▶ Task to carry out: In the entries that follow, which lines hold the string "sizes"? List them.
(Material provided Opens)
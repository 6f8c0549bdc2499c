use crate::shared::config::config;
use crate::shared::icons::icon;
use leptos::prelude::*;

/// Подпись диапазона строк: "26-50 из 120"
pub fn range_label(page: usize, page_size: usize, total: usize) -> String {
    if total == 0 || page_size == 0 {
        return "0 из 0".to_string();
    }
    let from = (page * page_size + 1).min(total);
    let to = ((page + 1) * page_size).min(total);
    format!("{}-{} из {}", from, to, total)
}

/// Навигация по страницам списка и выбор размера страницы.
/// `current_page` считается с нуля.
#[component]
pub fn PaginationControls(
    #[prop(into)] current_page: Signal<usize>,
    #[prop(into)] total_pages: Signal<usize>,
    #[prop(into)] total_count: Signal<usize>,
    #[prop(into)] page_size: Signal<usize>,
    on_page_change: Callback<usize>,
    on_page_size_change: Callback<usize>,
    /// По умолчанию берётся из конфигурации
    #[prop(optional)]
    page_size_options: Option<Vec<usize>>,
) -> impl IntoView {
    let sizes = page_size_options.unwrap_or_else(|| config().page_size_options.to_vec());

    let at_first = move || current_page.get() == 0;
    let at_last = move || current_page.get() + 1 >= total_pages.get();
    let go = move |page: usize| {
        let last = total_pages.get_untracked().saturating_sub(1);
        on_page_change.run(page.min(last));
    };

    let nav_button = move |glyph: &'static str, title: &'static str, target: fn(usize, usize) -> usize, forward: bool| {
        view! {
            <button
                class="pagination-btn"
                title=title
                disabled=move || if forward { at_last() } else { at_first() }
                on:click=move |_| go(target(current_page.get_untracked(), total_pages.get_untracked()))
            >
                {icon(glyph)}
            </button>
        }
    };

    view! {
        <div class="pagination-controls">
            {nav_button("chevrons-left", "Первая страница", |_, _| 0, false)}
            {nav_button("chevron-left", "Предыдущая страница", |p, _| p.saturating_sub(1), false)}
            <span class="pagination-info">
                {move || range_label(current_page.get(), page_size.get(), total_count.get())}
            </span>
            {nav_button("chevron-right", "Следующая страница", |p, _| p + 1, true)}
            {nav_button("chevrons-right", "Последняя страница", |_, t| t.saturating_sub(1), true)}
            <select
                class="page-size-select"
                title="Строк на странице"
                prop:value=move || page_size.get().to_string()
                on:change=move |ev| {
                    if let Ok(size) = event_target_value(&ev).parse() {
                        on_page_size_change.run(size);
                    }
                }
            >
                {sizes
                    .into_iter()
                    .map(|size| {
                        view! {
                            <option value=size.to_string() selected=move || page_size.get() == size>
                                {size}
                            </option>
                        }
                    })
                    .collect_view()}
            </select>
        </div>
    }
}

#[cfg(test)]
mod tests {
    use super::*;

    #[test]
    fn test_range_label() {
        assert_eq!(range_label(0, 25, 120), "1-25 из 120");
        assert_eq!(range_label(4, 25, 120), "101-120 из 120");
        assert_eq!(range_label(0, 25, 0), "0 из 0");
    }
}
(Material provided Closes)
▶ Response:
    let sizes = page_size_options.unwrap_or_else(|| config().page_size_options.to_vec());
                {sizes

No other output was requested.